Rice pudding. This has rice, milk, sugar, and whatever bits of flavoring you like to toss in. I learned to make it on the stove (that’s the hob in British), but most recipes I’ve seen in Britain toss it in the oven. Or, okay, slide in in carefully. It lives in the milk-and-bread room, even if it does substitute rice for flour. A starch is a starch.

Toad-in-the-hole. This involves sausages and a milk, egg, and flour batter, so it wanders from room to room at night, dragging its sleeping bag behind it.

Summer pudding. This is made of bread, fruit, sugar, and nothing else. It’s spectacular, but as far as I can tell it doesn’t have a pass to any of the rooms. It sleeps in the hall, mumbling that it was made in a pudding bowl so why’s everyone so mean?

I could go on but we wouldn’t be much wiser. I’ll stop. 

So what do the British call that stuff Americans call pudding?

Nothing. You won’t find it in Britain, so they haven’t given it a name. I’ve seen sites claiming that the British call it custard, but custard’s a whole ‘nother beast.

 

The Black Pudding Throwing Contest

It wouldn’t be right to leave the topic without mentioning the World Black Pudding Throwing Championships, held in (you can’t make this stuff up) Ramsbottom in September. Legend has it that the contest dates back to the War of the Roses, when the houses of Lancaster and York ran out of ammunition and started throwing food at each other. 

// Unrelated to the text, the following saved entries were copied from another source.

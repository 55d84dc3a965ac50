//! HTTP middleware shared by every resource route

pub mod request_tracking;

pub use request_tracking::{
    request_id_layer, request_id_propagation_layer, sensitive_headers_layer,
    RequestTrackingConfig, REQUEST_ID_HEADER, SENSITIVE_HEADERS,
};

Legend has it that a lot of legends were made up in the pub, but never mind. The tradition was revived–or started–in 1839 and then re-revived in the 1980s.

The idea is to throw black puddings at a stack of Yorkshire puddings and see how many you can knock down. 

My thanks to The Year without Wimbledon for making sure I didn’t miss this. The information’s spent a long time sitting on my list of topics I never get to. I’m happy to see it fight its way out.